Unlike greenhouse gases, local pollution has a direct impact on the health and comfort of the car users and others. The impact is most noticeable in areas of heavy traffic, especially in cities. Pollutants are due to fuel combustion or simply the running of the vehicle, such as the following:

  • Fine particles: Rated PM for particulate matter, they are inorganic or organic particles or a mixture thereof [39]. They are classified according to their size; finer less than 2.5 μm named PM2.5 and coarser that have a diameter between 2.5 μm and called PM10 [40, 41]. In 2007 in France, road transport occupied the fourth place of emission sources of these two types of particles, with 12% and 11%, respectively [40]. Tests on a vehicle “light” diesel, produced according to the European procedure (cycle Motor Vehicle Emissions Group (MVEG)), measured emissions of 1010 particles/km much higher than the limit (6106 particles/km) specified in the standard EuroV 2009 [42].
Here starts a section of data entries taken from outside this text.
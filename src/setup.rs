//! One-shot scene setup pipeline
//!
//! new stage → load → default root → stats → snapshot → modify → snapshot →
//! verify → scale fixup. A failed load is logged and setup carries on with
//! whatever the stage holds; only engine errors outside the load abort setup.

use std::path::PathBuf;

use crate::classify::{modify_environment, ClassifierConfig};
use crate::core::Result;
use crate::engine::SceneEngine;
use crate::physics::Approximation;
use crate::scene::{NodePath, SceneStage, SceneStats, StatsKeywords};
use crate::verify::{verify_positions_unchanged, TransformSnapshot};

/// Path the scene file is loaded onto.
pub const ENVIRONMENT_ROOT: &str = "/Environment";

/// Inputs to [`setup_scene`]
#[derive(Clone, Debug)]
pub struct SetupOptions {
    /// Scene file to import
    pub scene_path: PathBuf,
    /// Where the imported scene lands; also made the default root
    pub root: NodePath,
    /// Approximation for meshes no collider rule matches
    pub coarse: Approximation,
    /// Hide ceiling and exterior walls
    pub hide_enclosure: bool,
    pub classifier: ClassifierConfig,
    pub stats_keywords: StatsKeywords,
}

impl SetupOptions {
    pub fn new(scene_path: impl Into<PathBuf>) -> Self {
        Self {
            scene_path: scene_path.into(),
            root: NodePath::new(ENVIRONMENT_ROOT).unwrap_or_else(|_| NodePath::root()),
            coarse: Approximation::default(),
            hide_enclosure: true,
            classifier: ClassifierConfig::default(),
            stats_keywords: StatsKeywords::default(),
        }
    }
}

/// What setup achieved.
#[derive(Clone, Debug, Default, PartialEq)]
pub struct SetupReport {
    /// The scene file imported without error
    pub loaded: bool,
    /// The root was designated as the default root
    pub default_root_set: bool,
    /// Transforms recorded before mutation
    pub captured: usize,
    /// No recorded transform changed during mutation
    pub positions_preserved: bool,
    pub stats: SceneStats,
}

/// Load the scene and prepare it for simulation.
pub fn setup_scene<E: SceneEngine>(engine: &mut E, options: &SetupOptions) -> Result<SetupReport> {
    let mut report = SetupReport::default();

    log::info!("=== Starting Environment Setup ===");
    log::info!("File: {}", options.scene_path.display());
    log::info!("Coarse approximation: {}", options.coarse);
    log::info!("Hide walls: {}", options.hide_enclosure);

    log::info!("Creating new stage...");
    engine.new_stage()?;

    log::info!("Loading environment: {}", options.scene_path.display());
    match engine.load(&options.scene_path, &options.root, true) {
        Ok(_) => {
            report.loaded = true;
            crate::success!("Environment successfully loaded to: {}", options.root);
        }
        Err(e) => log::error!("Loading failed: {}", e),
    }

    log::info!("Setting {} as default root...", options.root);
    report.default_root_set = engine.set_default_root(&options.root);
    if report.default_root_set {
        log::info!("Default root set to: {}", options.root);
    } else {
        log::warn!(
            "Warning: node at path '{}' is not valid. Cannot set as default root.",
            options.root
        );
    }

    // Let the engine settle the import
    engine.update();

    let root = engine.stage().node_at(&options.root);
    if let Some(root) = root {
        report.stats = SceneStats::collect(engine.stage(), root, &options.stats_keywords);
        log::info!(
            "Scene contents: {} nodes, {} meshes, {} furniture, {} decorative",
            report.stats.total, report.stats.meshes, report.stats.furniture, report.stats.decorative
        );
    }

    log::info!("Capturing initial object positions...");
    let before = TransformSnapshot::capture_path(engine.stage(), &options.root);
    report.captured = before.len();
    log::info!("Captured {} object transforms", before.len());

    log::info!("Setting up environment...");
    match root {
        Some(root) => modify_environment(
            engine.stage_mut(),
            root,
            options.coarse,
            options.hide_enclosure,
            &options.classifier,
        ),
        None => log::warn!("Nothing to set up: {} does not exist", options.root),
    }

    log::info!("Verifying object positions...");
    let after = TransformSnapshot::capture_path(engine.stage(), &options.root);
    report.positions_preserved = verify_positions_unchanged(&before, &after);

    log::info!("Environment setup complete.");

    log::info!("Resolving scaling issues...");
    engine.resolve_scale_issues();
    log::info!("Scaling issues resolved");

    crate::success!("=== Environment Setup Complete! ===");
    Ok(report)
}
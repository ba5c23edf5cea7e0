//! Transform snapshots and pose-regression checks

pub mod snapshot;
pub mod verifier;

pub use snapshot::{TransformRecord, TransformSnapshot};
pub use verifier::{verify_positions_unchanged, Verification, DEFAULT_TOLERANCE};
  • Heavy metals: Other fine particles of heavy metals such as copper (Cu) and lead (Pb) are also issued by the transport sector. Copper is linked to the wear of brake pads for road vehicles, but it mainly comes from the wear of overhead lines in rail transport. Copper emissions are continuously increasing with the growth in traffic. As for lead, it is due to the use of leaded petrol and consumption of part of the “engine” oils containing traces of lead. Lead emissions are related to its content in the fuel [43]. Upon the arrival of unleaded gasoline, emissions have dropped drastically. Since 2000, road transport contributes 4% against 91% in 1990 of total Pb emissions in France [42, 43, 44].
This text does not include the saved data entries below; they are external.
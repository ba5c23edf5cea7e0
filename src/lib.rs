//! Scenerig - prepares authored 3D scenes for physics simulation
//!
//! Loads a scene through a [`SceneEngine`](engine::SceneEngine), hides light
//! blockers and enclosure walls, attaches colliders and rigid bodies by node
//! name, and checks that no node moved in the process.

pub mod core;
pub mod scene;
pub mod physics;
pub mod classify;
pub mod verify;
pub mod engine;
pub mod setup;
pub mod viewer;
pub mod cli;
pub mod app;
  • Noise: Noise pollution from transport, contrary to releases of gases and particles, has little adverse impact on public health. However, they represent a source of annoyance for 40% of French and 25% of the European population. 17% of these noises are caused by cars [45]. In fact, emissions of conventional cars are measured at an average intensity of 70dBA9. The electric vehicle emits the same intensity noise than conventional vehicles beyond 30 km/h. Nevertheless electric vehicles fell by 10dBA and 6.5dBA for speed 5 and 10 km/h, respectively [46]. Knowing that the noise is characterized by its intensity and duration [41], people in urban areas are the most affected, and the noise reduction can be one more argument for the electrification of transport [47, 48, 49].
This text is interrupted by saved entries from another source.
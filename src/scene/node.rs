//! Scene graph node types
//!
//! Core types for the CPU-side scene graph: node IDs, kinds, attribute values, and nodes.

use std::collections::BTreeMap;
use std::fmt;

use glam::{DQuat, DVec3};
use serde::{Deserialize, Serialize};

use crate::physics::Capability;

use super::path::NodePath;

/// Attribute names understood by the scene tools.
pub mod attr {
    pub const TRANSLATE: &str = "xformOp:translate";
    pub const ROTATE_XYZ: &str = "xformOp:rotateXYZ";
    pub const SCALE: &str = "xformOp:scale";
    pub const ORIENT: &str = "xformOp:orient";
    pub const VISIBILITY: &str = "visibility";
    pub const COLLISION_ENABLED: &str = "physics:collisionEnabled";
    pub const APPROXIMATION: &str = "physics:approximation";
    pub const RIGID_BODY_ENABLED: &str = "physics:rigidBodyEnabled";
    pub const DISABLE_GRAVITY: &str = "physxRigidBody:disableGravity";
}

/// Values of the `visibility` attribute.
pub mod visibility {
    pub const INHERITED: &str = "inherited";
    pub const INVISIBLE: &str = "invisible";
}

/// Unique identifier for a scene graph node.
#[derive(Clone, Copy, Debug, PartialEq, Eq, Hash, PartialOrd, Ord)]
pub struct SceneNodeId(pub u64);

/// What kind of prim a node is.
#[derive(Clone, Copy, Debug, Default, PartialEq, Eq, Hash, Serialize, Deserialize)]
#[serde(rename_all = "lowercase")]
pub enum NodeKind {
    /// Transform-only grouping node.
    #[default]
    Xform,
    /// Untransformable namespace node.
    Scope,
    Mesh,
    Cube,
    Sphere,
    Cylinder,
    Capsule,
    Cone,
    Plane,
    Light,
    Camera,
    Material,
}

impl NodeKind {
    /// Geometric primitives: meshes and analytic shapes.
    pub fn is_gprim(self) -> bool {
        matches!(
            self,
            NodeKind::Mesh
                | NodeKind::Cube
                | NodeKind::Sphere
                | NodeKind::Cylinder
                | NodeKind::Capsule
                | NodeKind::Cone
                | NodeKind::Plane
        )
    }

    pub fn is_mesh(self) -> bool {
        self == NodeKind::Mesh
    }

    /// Schema type name, as shown in logs and used by kind filters.
    pub fn type_name(self) -> &'static str {
        match self {
            NodeKind::Xform => "Xform",
            NodeKind::Scope => "Scope",
            NodeKind::Mesh => "Mesh",
            NodeKind::Cube => "Cube",
            NodeKind::Sphere => "Sphere",
            NodeKind::Cylinder => "Cylinder",
            NodeKind::Capsule => "Capsule",
            NodeKind::Cone => "Cone",
            NodeKind::Plane => "Plane",
            NodeKind::Light => "Light",
            NodeKind::Camera => "Camera",
            NodeKind::Material => "Material",
        }
    }
}

impl fmt::Display for NodeKind {
    fn fmt(&self, f: &mut fmt::Formatter<'_>) -> fmt::Result {
        f.write_str(self.type_name())
    }
}

/// A typed attribute value.
#[derive(Clone, Debug, PartialEq)]
pub enum AttrValue {
    Token(String),
    Bool(bool),
    Double(f64),
    Double3(DVec3),
    Quat(DQuat),
}

impl AttrValue {
    pub fn token(value: &str) -> Self {
        AttrValue::Token(value.to_string())
    }

    pub fn as_token(&self) -> Option<&str> {
        match self {
            AttrValue::Token(t) => Some(t),
            _ => None,
        }
    }

    pub fn as_bool(&self) -> Option<bool> {
        match self {
            AttrValue::Bool(b) => Some(*b),
            _ => None,
        }
    }

    pub fn as_double3(&self) -> Option<DVec3> {
        match self {
            AttrValue::Double3(v) => Some(*v),
            _ => None,
        }
    }

    pub fn as_quat(&self) -> Option<DQuat> {
        match self {
            AttrValue::Quat(q) => Some(*q),
            _ => None,
        }
    }

    /// Compare numeric values component-wise within `tolerance`.
    ///
    /// Non-numeric values, and values of different types, fall back to exact equality.
    pub fn approx_eq(&self, other: &AttrValue, tolerance: f64) -> bool {
        let close = |a: &[f64], b: &[f64]| a.iter().zip(b).all(|(x, y)| (x - y).abs() < tolerance);
        match (self, other) {
            (AttrValue::Double(a), AttrValue::Double(b)) => close(&[*a], &[*b]),
            (AttrValue::Double3(a), AttrValue::Double3(b)) => close(&a.to_array(), &b.to_array()),
            (AttrValue::Quat(a), AttrValue::Quat(b)) => close(&a.to_array(), &b.to_array()),
            _ => self == other,
        }
    }
}

impl fmt::Display for AttrValue {
    fn fmt(&self, f: &mut fmt::Formatter<'_>) -> fmt::Result {
        match self {
            AttrValue::Token(t) => f.write_str(t),
            AttrValue::Bool(b) => write!(f, "{}", b),
            AttrValue::Double(d) => write!(f, "{}", d),
            AttrValue::Double3(v) => write!(f, "({}, {}, {})", v.x, v.y, v.z),
            AttrValue::Quat(q) => write!(f, "({}, {}, {}, {})", q.w, q.x, q.y, q.z),
        }
    }
}

/// A node in the scene graph.
#[derive(Clone, Debug)]
pub struct SceneNode {
    pub id: SceneNodeId,
    pub path: NodePath,
    pub kind: NodeKind,
    pub attributes: BTreeMap<String, AttrValue>,
    /// Applied capability markers, in application order, never duplicated.
    pub capabilities: Vec<Capability>,
    pub parent: Option<SceneNodeId>,
    pub children: Vec<SceneNodeId>,
}

impl SceneNode {
    /// Create a new node with no attributes, capabilities, or children.
    pub fn new(id: SceneNodeId, path: NodePath, kind: NodeKind) -> Self {
        Self {
            id,
            path,
            kind,
            attributes: BTreeMap::new(),
            capabilities: Vec::new(),
            parent: None,
            children: Vec::new(),
        }
    }

    pub fn name(&self) -> &str {
        self.path.name()
    }

    /// True unless the node's own `visibility` is `invisible`.
    pub fn is_visible(&self) -> bool {
        self.attributes
            .get(attr::VISIBILITY)
            .and_then(AttrValue::as_token)
            != Some(visibility::INVISIBLE)
    }
}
The traffic noise has multiple negative effects on health. The World Health Organization recognized the ambient noise, especially the noise originating from car traffic, as a serious public health issue. The traffic noise has various kinds of harm. The most common effect is a mere annoyance, but it seems also proven that traffic noise causes serious health problems, including sleep cycle disturbances affecting cognitive function (especially in children), and helps in the emergence of certain cardiovascular diseases. It also seems increasingly obvious that it raises blood pressure. It has been estimated that over 245,000 people in the European Union acquired every year cardiovascular disease attributable to traffic noise. Some 20% of these patients (nearly 50,000 people) are victims of a heart attack, leading to their premature death. There are no comparable estimates for other parts of the world, but there is no reason not to think that much of the population suffers from traffic noise elsewhere [36].

Pollutant emissions are a source of health costs, damage to buildings and materials, crop losses, and other damage to ecosystems (biosphere, soil, water). Each impact is driven by one or more types of pollutants [36]:

  • Impact on health: this impact comes from inhaling fine particles (PM2.5/PM10 and other air pollutants). The particles contained in the exhaust gas may be considered the most important of these pollutants. Ozone (O3) also affects health. The impact essentially translates into a worsening health problems for people with respiratory diseases and an increased risk of contracting these diseases.

  • Degradation of buildings and materials such as damage mainly consists in two aspects: the first in the form of dirt and other surfaces of the facades of the buildings due to particles and dust and the second largest in the form of degradation due the corrosive action of acidic air pollutants such as NOx and SO2.

  • Losses of crops and impacts on the biosphere: acid rain, ozone, and SO2 damage crops, forests and other ecosystems.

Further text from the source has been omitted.